Controllai a che ora iniziava il film. Avevo un’ora e un quarto di tempo per andare a prendermi il cibo e mangiarlo. Uscendo di casa prelevai una banconota da venti sterline dalla mia scrivania e me la infilai nella tasca posteriore dei jeans. Ci vogliono dieci minuti in macchina per arrivare a Turnpike Lane, e lungo la strada mi sentivo ancora un po’ depresso, pensavo alla partita che avrei dovuto vincere nel campo di squash quel pomeriggio, al mio romanzo che languiva in uno stato di prematuro disordine, pensavo a quel famoso scrittore di cui avevo letto sul giornale e del tipo di persona che avrei potuto essere se solo avessi smesso di essere così pigro. Parcheggiai in una strada laterale e camminai lungo la strada principale passando gli empori di gioielleria e di sari illuminati vivacemente di giallo, verde e rosso sgargiante, i cash and carry aperti ventiquattr’ore con i sacchi da dieci chili di riso spezzato, i posti per le telefonate internazionali (un minuto per la Nigeria 52 pence, 55 per Taiwan, 62 per lo Zaire), i negozi che noleggiano apparecchi televisivi e video, le agenzie di viaggio, il Kebab Palace, il Bangla Bazar, i take-away e le erboristerie cinesi, i ristoranti indiani e la facciata dell’Haringey Racial Equality Centre con l’intonaco che cade a pezzi. Qui, in una via, sono raggruppati i negozi che raccontano la storia delle loro comunità. Alle otto di sera di un sabato gli affari andavano a gonfie vele. Il traffico si spostava avanti in un ingorgo lento. Talvolta invidiavo i lavoratori dei cash and carry che passano la maggior parte della loro vita dietro a una cassa. Invidiavo loro la fermezza di propositi e la semplicità di vita. Natale, Pasqua, agosto o Santo Stefano non faceva differenza alcuna per loro fintanto che i soldi continuavano ad ammonticchiarsi sotto il letto.

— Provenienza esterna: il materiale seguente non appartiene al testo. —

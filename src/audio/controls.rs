//! Filter parameters shared between the UI and the audio thread.

use serde::{Deserialize, Serialize};
use std::fmt;
use std::sync::atomic::{AtomicU32, Ordering};

pub const DRIVE_RANGE: (f32, f32) = (1.0, 100.0);
pub const RESONANCE_RANGE: (f32, f32) = (0.0, 1.0);
pub const CUTOFF_RANGE: (f32, f32) = (1.0, 24_000.0);
pub const VOLUME_RANGE: (f32, f32) = (0.0, 1.0);

/// Ladder filter responses; the number is the slope in dB/octave.
#[derive(Debug, Clone, Copy, PartialEq, Eq, Default, Serialize, Deserialize)]
pub enum FilterMode {
    Lpf12,
    Hpf12,
    Bpf12,
    #[default]
    Lpf24,
    Hpf24,
    Bpf24,
}

impl FilterMode {
    pub const ALL: [Self; 6] = [
        Self::Lpf12,
        Self::Hpf12,
        Self::Bpf12,
        Self::Lpf24,
        Self::Hpf24,
        Self::Bpf24,
    ];

    fn index(self) -> u32 {
        match self {
            Self::Lpf12 => 0,
            Self::Hpf12 => 1,
            Self::Bpf12 => 2,
            Self::Lpf24 => 3,
            Self::Hpf24 => 4,
            Self::Bpf24 => 5,
        }
    }

    fn from_index(index: u32) -> Self {
        Self::ALL
            .get(index as usize)
            .copied()
            .unwrap_or_default()
    }

    /// The following mode, wrapping after the last one.
    pub fn next(self) -> Self {
        Self::from_index((self.index() + 1) % Self::ALL.len() as u32)
    }
}

impl fmt::Display for FilterMode {
    fn fmt(&self, f: &mut fmt::Formatter<'_>) -> fmt::Result {
        let label = match self {
            Self::Lpf12 => "Low-pass, 12 dB/octave",
            Self::Hpf12 => "High-pass, 12 dB/octave",
            Self::Bpf12 => "Band-pass, 12 dB/octave",
            Self::Lpf24 => "Low-pass, 24 dB/octave",
            Self::Hpf24 => "High-pass, 24 dB/octave",
            Self::Bpf24 => "Band-pass, 24 dB/octave",
        };
        f.write_str(label)
    }
}

#[derive(Debug)]
struct AtomicF32(AtomicU32);

impl AtomicF32 {
    fn new(value: f32) -> Self {
        Self(AtomicU32::new(value.to_bits()))
    }

    fn load(&self) -> f32 {
        f32::from_bits(self.0.load(Ordering::Relaxed))
    }

    fn store(&self, value: f32) {
        self.0.store(value.to_bits(), Ordering::Relaxed);
    }
}

/// Point-in-time copy of [`FilterControls`].
#[derive(Debug, Clone, Copy, PartialEq)]
pub struct ControlSnapshot {
    pub drive: f32,
    pub resonance: f32,
    pub cutoff: f32,
    pub volume: f32,
    pub mode: FilterMode,
}

impl Default for ControlSnapshot {
    fn default() -> Self {
        Self {
            drive: 1.0,
            resonance: 0.0,
            cutoff: CUTOFF_RANGE.1,
            volume: 0.5,
            mode: FilterMode::default(),
        }
    }
}

/// Single-writer parameter block. Fields are independent relaxed atomics, so a
/// reader may observe a mix of old and new values across fields.
#[derive(Debug)]
pub struct FilterControls {
    drive: AtomicF32,
    resonance: AtomicF32,
    cutoff: AtomicF32,
    volume: AtomicF32,
    mode: AtomicU32,
}

impl Default for FilterControls {
    fn default() -> Self {
        Self::new(ControlSnapshot::default())
    }
}

impl FilterControls {
    pub fn new(initial: ControlSnapshot) -> Self {
        let controls = Self {
            drive: AtomicF32::new(DRIVE_RANGE.0),
            resonance: AtomicF32::new(RESONANCE_RANGE.0),
            cutoff: AtomicF32::new(CUTOFF_RANGE.1),
            volume: AtomicF32::new(VOLUME_RANGE.0),
            mode: AtomicU32::new(FilterMode::default().index()),
        };
        controls.apply(initial);
        controls
    }

    pub fn apply(&self, snapshot: ControlSnapshot) {
        self.set_drive(snapshot.drive);
        self.set_resonance(snapshot.resonance);
        self.set_cutoff_frequency(snapshot.cutoff);
        self.set_volume(snapshot.volume);
        self.set_mode(snapshot.mode);
    }

    pub fn set_drive(&self, drive: f32) {
        self.drive.store(clamp(drive, DRIVE_RANGE));
    }

    pub fn set_resonance(&self, resonance: f32) {
        self.resonance.store(clamp(resonance, RESONANCE_RANGE));
    }

    pub fn set_cutoff_frequency(&self, frequency: f32) {
        self.cutoff.store(clamp(frequency, CUTOFF_RANGE));
    }

    pub fn set_volume(&self, volume: f32) {
        self.volume.store(clamp(volume, VOLUME_RANGE));
    }

    pub fn set_mode(&self, mode: FilterMode) {
        self.mode.store(mode.index(), Ordering::Relaxed);
    }

    pub fn snapshot(&self) -> ControlSnapshot {
        ControlSnapshot {
            drive: self.drive.load(),
            resonance: self.resonance.load(),
            cutoff: self.cutoff.load(),
            volume: self.volume.load(),
            mode: FilterMode::from_index(self.mode.load(Ordering::Relaxed)),
        }
    }
}

fn clamp(value: f32, (min, max): (f32, f32)) -> f32 {
    if value.is_nan() {
        min
    } else {
        value.clamp(min, max)
    }
}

Entrai nel ristorante e mi trovai in mezzo ad una folla di clienti in attesa, stipati tra un piccolo banco e alcuni posti fissi che formavano una strettoia a collo di bottiglia all’ingresso di questo ristorante lungo e profondo. La stanza si estendeva in uno spazio ampio pieno di tavole piuttosto eleganti e sedie imbottite con le pareti e le tovaglie color crema. Non c’era alla parete carta da pareti scura e lanuginosa e nemmeno figure luccicati di tigri o del Taj Mahal. La maggior parte dei tavoli erano occupati da indiani benestanti. Donne in sari, uomini in comode camicie di cotone e vestito, con amici e figli che avrebbero potuto venir fuori da un film Hindi proiettato al Cinema Curzon riaperto da poco nei paraggi di Duchektt Common. Probabilmente venivano da qualche grande casa nella periferia molto più a nord di qui. Sapevano come godersi le serate. Non come me; trasandato e sciatto con i jeans neri sporchi, le scarpe da ginnastica consumate, una massa di capelli troppo lunghi e spettinati, la barba non fatta, che aspettavo imbronciato la mia cena composta da un piatto unico nel suo contenitore d’alluminio.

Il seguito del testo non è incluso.